そしてこの救いについては、すべての造られた者に福音を伝えようとして預言者が語り、聖書記者たちが記し、それが今日まで語り告げられ、告げ知らされてきた。それで今私たちはキリストを知ることができている。
福音は人によっ語り告げられているという性質を持っていて、どんななかにあってもこの福音を告げ知らせるのが、福音に生きるものの使命である。
危険や飢えや苦悩にさらされていても、主を信じる者はキリストを霊の目で見上げることができ、喜びに踊ることができる。この力ある福音を伝える使者として神は私たちを用いてくださる。

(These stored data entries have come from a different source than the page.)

//! Phase transition history.
//!
//! The machine records one entry per command that moved it to a different
//! phase. The history is bounded; once full, the oldest record is dropped.

use super::state::State;
use chrono::{DateTime, Utc};
use serde::{Deserialize, Serialize};
use std::collections::VecDeque;
use std::time::Duration;

/// Record of a single state transition.
///
/// # Example
///
/// ```rust
/// use pocketcalc::core::{Phase, StateTransition};
/// use chrono::Utc;
///
/// let transition = StateTransition {
///     from: Phase::Idle,
///     to: Phase::Accumulating,
///     trigger: "digit 7".to_string(),
///     timestamp: Utc::now(),
///     sequence: 1,
/// };
/// assert_eq!(transition.sequence, 1);
/// ```
#[derive(Clone, Debug, PartialEq, Serialize, Deserialize)]
#[serde(bound = "")]
pub struct StateTransition<S: State> {
    /// The state being transitioned from
    pub from: S,
    /// The state being transitioned to
    pub to: S,
    /// Label of the command that caused the transition
    pub trigger: String,
    /// When the transition occurred
    pub timestamp: DateTime<Utc>,
    /// Monotonic command counter at the time of the transition
    pub sequence: u64,
}

/// Bounded, ordered history of state transitions.
///
/// # Example
///
/// ```rust
/// use pocketcalc::core::{Phase, StateHistory, StateTransition};
/// use chrono::Utc;
///
/// let mut history = StateHistory::with_limit(8);
/// history.record(StateTransition {
///     from: Phase::Idle,
///     to: Phase::Accumulating,
///     trigger: "digit 5".to_string(),
///     timestamp: Utc::now(),
///     sequence: 1,
/// });
/// history.record(StateTransition {
///     from: Phase::Accumulating,
///     to: Phase::OperandPending,
///     trigger: "operator +".to_string(),
///     timestamp: Utc::now(),
///     sequence: 2,
/// });
///
/// let path = history.get_path();
/// assert_eq!(path, vec![&Phase::Idle, &Phase::Accumulating, &Phase::OperandPending]);
/// ```
#[derive(Clone, Debug, Serialize, Deserialize)]
#[serde(bound = "")]
pub struct StateHistory<S: State> {
    transitions: VecDeque<StateTransition<S>>,
    limit: usize,
}

impl<S: State> StateHistory<S> {
    /// Create an empty history that keeps at most `limit` records.
    ///
    /// A limit of zero disables recording.
    pub fn with_limit(limit: usize) -> Self {
        Self {
            transitions: VecDeque::with_capacity(limit.min(64)),
            limit,
        }
    }

    /// Maximum number of records kept.
    pub fn limit(&self) -> usize {
        self.limit
    }

    /// Record a transition, evicting the oldest one when full.
    pub fn record(&mut self, transition: StateTransition<S>) {
        if self.limit == 0 {
            return;
        }
        while self.transitions.len() >= self.limit {
            self.transitions.pop_front();
        }
        self.transitions.push_back(transition);
    }

    /// Get the path of states traversed.
    ///
    /// Returns the `from` state of the oldest kept record, then the `to`
    /// state of each record.
    pub fn get_path(&self) -> Vec<&S> {
        let mut path = Vec::with_capacity(self.transitions.len() + 1);
        if let Some(first) = self.transitions.front() {
            path.push(&first.from);
        }
        path.extend(self.transitions.iter().map(|t| &t.to));
        path
    }

    /// Time between the oldest and newest kept record.
    ///
    /// Returns `None` if there are no transitions.
    pub fn duration(&self) -> Option<Duration> {
        let first = self.transitions.front()?;
        let last = self.transitions.back()?;
        last.timestamp
            .signed_duration_since(first.timestamp)
            .to_std()
            .ok()
    }

    /// Most recent transition, if any.
    pub fn last(&self) -> Option<&StateTransition<S>> {
        self.transitions.back()
    }

    /// All kept transitions, oldest first.
    pub fn transitions(&self) -> impl Iterator<Item = &StateTransition<S>> {
        self.transitions.iter()
    }

    pub fn len(&self) -> usize {
        self.transitions.len()
    }

    pub fn is_empty(&self) -> bool {
        self.transitions.is_empty()
    }

    /// Drop every record, keeping the limit.
    pub fn clear(&mut self) {
        self.transitions.clear();
    }
}
//! Operators and the commands the machine accepts.

use serde::{Deserialize, Serialize};
use std::fmt;

/// Binary operator awaiting its right-hand operand.
#[derive(Clone, Copy, PartialEq, Eq, Debug, Hash, Serialize, Deserialize)]
pub enum Operator {
    Add,
    Subtract,
    Multiply,
    Divide,
    Percent,
}

impl Operator {
    /// Symbol shown on the keypad.
    pub const fn symbol(&self) -> char {
        match self {
            Self::Add => '+',
            Self::Subtract => '-',
            Self::Multiply => '×',
            Self::Divide => '÷',
            Self::Percent => '%',
        }
    }

    /// Parse an operator symbol, accepting both ASCII and keypad forms.
    pub fn from_symbol(symbol: char) -> Option<Self> {
        match symbol {
            '+' => Some(Self::Add),
            '-' | '−' => Some(Self::Subtract),
            '*' | 'x' | 'X' | '×' => Some(Self::Multiply),
            '/' | '÷' => Some(Self::Divide),
            '%' => Some(Self::Percent),
            _ => None,
        }
    }

    /// True for the operators a contextual percentage applies to.
    pub const fn is_additive(&self) -> bool {
        matches!(self, Self::Add | Self::Subtract)
    }
}

impl fmt::Display for Operator {
    fn fmt(&self, f: &mut fmt::Formatter<'_>) -> fmt::Result {
        write!(f, "{}", self.symbol())
    }
}

/// Every input the calculator understands.
#[derive(Clone, Copy, PartialEq, Eq, Debug, Hash, Serialize, Deserialize)]
pub enum Command {
    Digit(u8),
    DecimalPoint,
    Operator(Operator),
    Equals,
    Clear,
    Backspace,
    Percent,
    MemoryAdd,
    MemorySubtract,
    MemoryRecall,
    MemoryClear,
}

impl fmt::Display for Command {
    fn fmt(&self, f: &mut fmt::Formatter<'_>) -> fmt::Result {
        match self {
            Self::Digit(d) => write!(f, "digit {d}"),
            Self::DecimalPoint => f.write_str("decimal point"),
            Self::Operator(op) => write!(f, "operator {op}"),
            Self::Equals => f.write_str("equals"),
            Self::Clear => f.write_str("clear"),
            Self::Backspace => f.write_str("backspace"),
            Self::Percent => f.write_str("percent"),
            Self::MemoryAdd => f.write_str("M+"),
            Self::MemorySubtract => f.write_str("M-"),
            Self::MemoryRecall => f.write_str("MR"),
            Self::MemoryClear => f.write_str("MC"),
        }
    }
}

#[cfg(test)]
mod tests {
    use super::*;

    #[test]
    fn symbols_parse_back() {
        for op in [
            Operator::Add,
            Operator::Subtract,
            Operator::Multiply,
            Operator::Divide,
            Operator::Percent,
        ] {
            assert_eq!(Operator::from_symbol(op.symbol()), Some(op));
        }
    }

    #[test]
    fn ascii_aliases() {
        assert_eq!(Operator::from_symbol('*'), Some(Operator::Multiply));
        assert_eq!(Operator::from_symbol('x'), Some(Operator::Multiply));
        assert_eq!(Operator::from_symbol('/'), Some(Operator::Divide));
        assert_eq!(Operator::from_symbol('='), None);
    }

    #[test]
    fn additive_operators() {
        assert!(Operator::Add.is_additive());
        assert!(Operator::Subtract.is_additive());
        assert!(!Operator::Multiply.is_additive());
        assert!(!Operator::Divide.is_additive());
        assert!(!Operator::Percent.is_additive());
    }

    #[test]
    fn command_labels() {
        assert_eq!(Command::Digit(7).to_string(), "digit 7");
        assert_eq!(Command::Operator(Operator::Add).to_string(), "operator +");
        assert_eq!(Command::MemoryRecall.to_string(), "MR");
    }
}
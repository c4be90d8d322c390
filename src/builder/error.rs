//! Build errors for the calculator builder.

use crate::config::violations::describe;
use crate::config::ConfigViolation;
use thiserror::Error;

/// Errors that can occur when building a calculator.
#[derive(Debug, Error)]
pub enum BuildError {
    #[error("Invalid configuration: {}", describe(.0))]
    InvalidConfig(Vec<ConfigViolation>),
}
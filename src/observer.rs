//! Notifications for the presentation layer.
//!
//! The calculator never logs to a UI or flashes a display itself. An
//! embedding application that wants feedback implements
//! [`CalculatorObserver`] and hands it to the builder; every method has a
//! no-op default so observers only implement what they use.

use crate::core::{CalcError, Snapshot};

/// Receives calculator events after the state has been updated.
pub trait CalculatorObserver {
    /// Called after every command that ran, including refused ones.
    fn on_state_changed(&mut self, _snapshot: &Snapshot) {}

    /// Called after `clear()`.
    fn on_cleared(&mut self) {}

    /// Called after equals produced `result`.
    fn on_calculated(&mut self, _result: f64) {}

    /// Called when a command was refused with `error`.
    fn on_error(&mut self, _error: &CalcError) {}
}

/// Observer that records every event, for tests and diagnostics.
#[derive(Clone, Debug, Default, PartialEq)]
pub struct RecordingObserver {
    pub snapshots: Vec<Snapshot>,
    pub cleared: usize,
    pub results: Vec<f64>,
    pub errors: Vec<CalcError>,
}

impl CalculatorObserver for RecordingObserver {
    fn on_state_changed(&mut self, snapshot: &Snapshot) {
        self.snapshots.push(snapshot.clone());
    }

    fn on_cleared(&mut self) {
        self.cleared += 1;
    }

    fn on_calculated(&mut self, result: f64) {
        self.results.push(result);
    }

    fn on_error(&mut self, error: &CalcError) {
        self.errors.push(*error);
    }
}

impl<T: CalculatorObserver + ?Sized> CalculatorObserver for std::rc::Rc<std::cell::RefCell<T>> {
    fn on_state_changed(&mut self, snapshot: &Snapshot) {
        self.borrow_mut().on_state_changed(snapshot);
    }

    fn on_cleared(&mut self) {
        self.borrow_mut().on_cleared();
    }

    fn on_calculated(&mut self, result: f64) {
        self.borrow_mut().on_calculated(result);
    }

    fn on_error(&mut self, error: &CalcError) {
        self.borrow_mut().on_error(error);
    }
}
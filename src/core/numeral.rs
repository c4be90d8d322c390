//! Conversions between typed numerals and `f64`.
//!
//! Numerals are plain decimal strings: an optional leading `-`, digits, and
//! at most one `.`. They never carry an exponent, so anything produced here
//! parses back with `str::parse::<f64>`.

/// The sentinel numeral shown after start-up and clear.
pub const ZERO: &str = "0";

/// Parse a numeral, falling back to `0.0` for anything unparsable or
/// non-finite.
pub fn parse_number(numeral: &str) -> f64 {
    match numeral.parse::<f64>() {
        Ok(value) if value.is_finite() => value,
        _ => 0.0,
    }
}

/// Render a finite value as a numeral.
///
/// Negative zero renders as `"0"` and non-finite values fall back to the
/// sentinel.
pub fn to_numeral(value: f64) -> String {
    if !value.is_finite() || value == 0.0 {
        return ZERO.to_string();
    }
    format!("{value}")
}

/// Round to `places` decimal places: `round(x * 10^p) / 10^p`.
///
/// Values whose scaled form reaches 2^53 have no digits left to round and
/// are returned untouched.
pub fn round_to(value: f64, places: u32) -> f64 {
    let scale = 10f64.powi(places as i32);
    let scaled = value * scale;
    if !scaled.is_finite() || scaled.abs() >= 9_007_199_254_740_992.0 {
        return value;
    }
    let rounded = scaled.round() / scale;
    if rounded == 0.0 {
        0.0
    } else {
        rounded
    }
}

/// True if `numeral` is a single digit or a lone sign-and-digit that
/// backspace should collapse to the sentinel.
pub(crate) fn is_last_character(numeral: &str) -> bool {
    let unsigned = numeral.strip_prefix('-').unwrap_or(numeral);
    unsigned.chars().count() <= 1
}

#[cfg(test)]
mod tests {
    use super::*;

    #[test]
    fn parse_accepts_partial_decimals() {
        assert_eq!(parse_number("3."), 3.0);
        assert_eq!(parse_number("0."), 0.0);
        assert_eq!(parse_number("-12.5"), -12.5);
    }

    #[test]
    fn parse_falls_back_to_zero() {
        assert_eq!(parse_number(""), 0.0);
        assert_eq!(parse_number("-"), 0.0);
        assert_eq!(parse_number("inf"), 0.0);
        assert_eq!(parse_number("NaN"), 0.0);
    }

    #[test]
    fn numerals_have_no_exponent() {
        assert_eq!(to_numeral(1e21), "1000000000000000000000");
        assert_eq!(to_numeral(0.0000001), "0.0000001");
        assert_eq!(to_numeral(10.0), "10");
        assert_eq!(to_numeral(0.3), "0.3");
    }

    #[test]
    fn negative_zero_renders_as_zero() {
        assert_eq!(to_numeral(-0.0), "0");
        assert_eq!(to_numeral(f64::NAN), "0");
        assert_eq!(to_numeral(f64::INFINITY), "0");
    }

    #[test]
    fn rounding_suppresses_float_noise() {
        assert_eq!(round_to(0.1 + 0.2, 8), 0.3);
        assert_eq!(round_to(1.0 / 3.0, 8), 0.33333333);
        assert_eq!(round_to(2.0 / 3.0, 2), 0.67);
    }

    #[test]
    fn rounding_leaves_overflowing_values_alone() {
        assert_eq!(round_to(1e305, 8), 1e305);
        assert_eq!(round_to(f64::MAX, 8), f64::MAX);
    }

    #[test]
    fn rounding_large_values_is_exact() {
        assert_eq!(round_to(999_999_999_999.0, 8), 999_999_999_999.0);
        assert_eq!(round_to(-999_999_999_999.0, 8), -999_999_999_999.0);
        assert_eq!(round_to(90_000_000.5, 8), 90_000_000.5);
    }

    #[test]
    fn rounding_to_zero_drops_sign() {
        let rounded = round_to(-0.000000001, 8);
        assert_eq!(rounded, 0.0);
        assert!(rounded.is_sign_positive());
    }

    #[test]
    fn last_character_detection() {
        assert!(is_last_character("7"));
        assert!(is_last_character("-7"));
        assert!(!is_last_character("12"));
        assert!(!is_last_character("-1."));
    }
}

いつでも、すべてのことについて、私たちの主イエス・キリストの名によって、父である神に感謝しなさい。(エペソ人への手紙 5章 20節)
(詩篇34篇1-7節より)
「私はあらゆるときに主をほめたたえる」(1)と、どんなときにも神様をほめたたえると語るダビデだが、この詩が書かれた背景には、序文にあるように、敵の前で気が触れたようにふるまって難を逃れたという経験があった。
これ以上ないという醜態を晒したダビデであり、彼の信仰の弱さだと指摘する見方もあるが、ダビデは、自分のいのちが助かったのは、そこに主の助けがあったのだと感謝している。
私たち主を信じるものは、自分の信仰の強さを誇ろうとすることは無意味であり、みじめな自分の姿を認めたうえで、そこに神の力が現わされるがゆえに、神を誇っていくのである。
キリストがこの世とは違う平安を下さり、私たちには主の御霊が与えられているからこそ、私たちはどんななかにあっても感謝と賛美の日々を送ることができるのである。
キリストはすべての支配と権威のかしらです。
(コロサイ人への手紙 2章 10節)
(ヨハネ19章6-11節より)
ユダヤ人たちに捕らえられたイエス様のことで、総督ピラトは苦悶していた。イエス様のうちに何の罪も見いだせないばかりか、普通の人間とは明らかに違う神がかったものを感じていた彼は、イエス様に死刑判決を下すことは、自分の良心にも反するばかりか、災厄に見舞われるのではないかと恐れていたのである。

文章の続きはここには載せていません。